In north central Kansas, wheat has been helped somewhat by the rainfall in June. Overall, the yield potential of wheat in this area is as good as or better than in most other regions of the state. However, wheat planted late or doublecropped after soybeans in this area is generally thinner and has less yield potential than full-season wheat.

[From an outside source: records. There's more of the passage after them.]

pub mod operations;
pub mod seed;

use chrono::Utc;

use crate::constants::{DEFAULT_DAILY_GOAL, MAX_LEVEL};
use crate::srs::streak::reconcile_streak;
use crate::store::{self, keys, Persistence, StoreError};

use operations::categories::Category;
use operations::users::User;
use operations::words::Word;

#[derive(Debug, Clone, Copy, PartialEq, Eq)]
pub struct ProgressOptions {
    /// Install the starter words/categories when a collection loads empty.
    pub seed_on_empty: bool,
    /// Daily goal given to a freshly created guest profile.
    pub default_daily_goal: u32,
}

impl Default for ProgressOptions {
    fn default() -> Self {
        Self {
            seed_on_empty: true,
            default_daily_goal: DEFAULT_DAILY_GOAL,
        }
    }
}

/// Holds the word list, categories and user profile for one device and
/// writes every mutation straight through to the backend.
#[derive(Debug)]
pub struct ProgressStore<P: Persistence> {
    backend: P,
    words: Vec<Word>,
    categories: Vec<Category>,
    user: User,
}

impl<P: Persistence> ProgressStore<P> {
    pub fn open(backend: P, options: &ProgressOptions) -> Result<Self, StoreError> {
        Self::open_at(backend, options, Utc::now().timestamp_millis())
    }

    /// 加载数据并开始新会话：缺失或损坏的集合使用默认值，连续打卡在此重新计算一次。
    pub fn open_at(
        mut backend: P,
        options: &ProgressOptions,
        now_ms: i64,
    ) -> Result<Self, StoreError> {
        let mut words: Vec<Word> = store::load_or(&backend, keys::WORDS, Vec::new())?;
        if words.is_empty() && options.seed_on_empty {
            words = seed::initial_words(now_ms);
            store::save_value(&mut backend, keys::WORDS, &words)?;
            tracing::info!(count = words.len(), "Seeded starter words");
        }
        for word in words.iter_mut().filter(|w| w.level > MAX_LEVEL) {
            tracing::warn!(
                word_id = %word.id,
                level = word.level,
                "Stored level above maximum, clamping"
            );
            word.level = MAX_LEVEL;
        }

        let mut categories: Vec<Category> =
            store::load_or(&backend, keys::CATEGORIES, Vec::new())?;
        if categories.is_empty() && options.seed_on_empty {
            categories = seed::initial_categories();
            store::save_value(&mut backend, keys::CATEGORIES, &categories)?;
            tracing::info!(count = categories.len(), "Seeded starter categories");
        }

        let user = match store::load_value::<User, _>(&backend, keys::USER)? {
            Some(saved) => reconcile_streak(&saved, now_ms),
            None => {
                tracing::info!("No saved profile, creating guest user");
                User::guest(options.default_daily_goal, now_ms)
            }
        };

        let mut progress = Self {
            backend,
            words,
            categories,
            user,
        };
        progress.persist_user()?;

        tracing::info!(
            words = progress.words.len(),
            categories = progress.categories.len(),
            current_streak = progress.user.current_streak,
            "Progress store loaded"
        );
        Ok(progress)
    }

    pub fn words(&self) -> &[Word] {
        &self.words
    }

    pub fn categories(&self) -> &[Category] {
        &self.categories
    }

    pub fn user(&self) -> &User {
        &self.user
    }

    pub fn backend(&self) -> &P {
        &self.backend
    }

    pub fn into_backend(self) -> P {
        self.backend
    }
}
pub mod keys;
pub mod memory;
pub mod trees;

use serde::de::DeserializeOwned;
use serde::Serialize;
use sled::Db;
use thiserror::Error;

pub use memory::MemoryStore;

#[derive(Debug, Error)]
pub enum StoreError {
    #[error("sled error: {0}")]
    Sled(#[from] sled::Error),
    #[error("serialization error: {0}")]
    Serialization(#[from] serde_json::Error),
}

/// Key/value backend the progress store writes through to.
///
/// Values are opaque serialized blobs. Absent keys load as `None`.
pub trait Persistence {
    fn load(&self, key: &str) -> Result<Option<Vec<u8>>, StoreError>;
    fn save(&mut self, key: &str, value: &[u8]) -> Result<(), StoreError>;
}

/// sled-backed persistence: one tree, one JSON blob per key.
#[derive(Debug)]
pub struct Store {
    db: Db,
    progress: sled::Tree,
}

impl Store {
    pub fn open(sled_path: &str) -> Result<Self, StoreError> {
        let db = sled::open(sled_path)?;
        let progress = db.open_tree(trees::PROGRESS)?;
        Ok(Self { db, progress })
    }

    pub fn flush(&self) -> Result<(), StoreError> {
        self.db.flush()?;
        Ok(())
    }

    pub fn raw_db(&self) -> &Db {
        &self.db
    }
}

impl Persistence for Store {
    fn load(&self, key: &str) -> Result<Option<Vec<u8>>, StoreError> {
        Ok(self.progress.get(key.as_bytes())?.map(|raw| raw.to_vec()))
    }

    fn save(&mut self, key: &str, value: &[u8]) -> Result<(), StoreError> {
        self.progress.insert(key.as_bytes(), value)?;
        Ok(())
    }
}

pub(crate) fn serialize<T: Serialize>(value: &T) -> Result<Vec<u8>, StoreError> {
    Ok(serde_json::to_vec(value)?)
}

pub(crate) fn deserialize<T: DeserializeOwned>(bytes: &[u8]) -> Result<T, StoreError> {
    Ok(serde_json::from_slice(bytes)?)
}

/// 读取并解析存储值；缺失返回 `None`，损坏的数据记录警告后同样视为缺失。
pub fn load_value<T, P>(backend: &P, key: &str) -> Result<Option<T>, StoreError>
where
    T: DeserializeOwned,
    P: Persistence + ?Sized,
{
    let Some(raw) = backend.load(key)? else {
        return Ok(None);
    };
    match deserialize::<T>(&raw) {
        Ok(value) => Ok(Some(value)),
        Err(e) => {
            tracing::warn!(key, error = %e, "Failed to parse stored value, using fallback");
            Ok(None)
        }
    }
}

pub fn load_or<T, P>(backend: &P, key: &str, fallback: T) -> Result<T, StoreError>
where
    T: DeserializeOwned,
    P: Persistence + ?Sized,
{
    Ok(load_value(backend, key)?.unwrap_or(fallback))
}

pub fn save_value<T, P>(backend: &mut P, key: &str, value: &T) -> Result<(), StoreError>
where
    T: Serialize,
    P: Persistence + ?Sized,
{
    let bytes = serialize(value)?;
    backend.save(key, &bytes)
}
//! Starter vocabulary installed when storage holds no words or no categories.

use crate::constants::MS_PER_DAY;

use super::operations::categories::Category;
use super::operations::words::Word;

// (id, original, translation, category, level, days since review, days since creation)
const STARTER_WORDS: &[(&str, &str, &str, &str, u8, i64, i64)] = &[
    ("w1", "apple", "яблоко", "1", 0, -1, 2),
    ("w2", "book", "книга", "1", 1, 1, 5),
    ("w3", "water", "вода", "1", 0, -1, 0),
    ("w4", "house", "дом", "1", 2, 3, 10),
    ("w5", "friend", "друг", "1", 0, -1, 0),
    ("w6", "airport", "аэропорт", "2", 0, -1, 0),
    ("w7", "ticket", "билет", "2", 3, 7, 15),
    ("w8", "passport", "паспорт", "2", 0, -1, 0),
    ("w9", "hotel", "отель", "2", 1, 1, 3),
    ("w10", "luggage", "багаж", "2", 0, -1, 0),
    ("w11", "pizza", "пицца", "3", 0, -1, 0),
    ("w12", "coffee", "кофе", "3", 2, 2, 8),
    ("w13", "bread", "хлеб", "3", 0, -1, 0),
    ("w14", "milk", "молоко", "3", 1, 1, 4),
    ("w15", "cheese", "сыр", "3", 0, -1, 0),
];

const STARTER_CATEGORIES: &[(&str, &str, &str)] = &[
    ("1", "Everyday words", "🍎"),
    ("2", "Travel", "✈️"),
    ("3", "Food", "🍕"),
];

pub fn initial_words(now_ms: i64) -> Vec<Word> {
    STARTER_WORDS
        .iter()
        .map(
            |&(id, original, translation, category_id, level, reviewed_days_ago, created_days_ago)| {
                Word {
                    id: id.to_string(),
                    original: original.to_string(),
                    translation: translation.to_string(),
                    category_id: category_id.to_string(),
                    level,
                    last_reviewed: if reviewed_days_ago < 0 {
                        0
                    } else {
                        now_ms - reviewed_days_ago * MS_PER_DAY
                    },
                    created_at: now_ms - created_days_ago * MS_PER_DAY,
                }
            },
        )
        .collect()
}

pub fn initial_categories() -> Vec<Category> {
    STARTER_CATEGORIES
        .iter()
        .map(|&(id, name, icon)| Category {
            id: id.to_string(),
            name: name.to_string(),
            icon: icon.to_string(),
            word_ids: STARTER_WORDS
                .iter()
                .filter(|entry| entry.3 == id)
                .map(|entry| entry.0.to_string())
                .collect(),
        })
        .collect()
}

Some wheat leaf diseases and problems were found in Clay and Republic counties this week; primarily tan spot, physiological leaf spotting, and Cephalosporium stripe. Of those problems, tan spot is the most widespread and the most likely to affect yield potential on several fields.
Figure 1. Tan spot in Clay County. Photo by Jim Shroyer, K-State Research and Extension.
Figure 2. Physiological leaf spotting on the flag leaf of wheat in Clay County. This problem, which is not a true disease, was isolated to just a few scattered plants. Photo by Jim Shroyer, K-State Research and Extension.
Figure 3. Cephalosporium stripe on wheat in Clay County. This is a soil-borne fungal disease and cannot be controlled with fungicides. Varietal resistance and crop rotation are the most effective means of control. It is most commonly found in the Pacific Northwest. Photo by Jim Shroyer, K-State Research and Extension.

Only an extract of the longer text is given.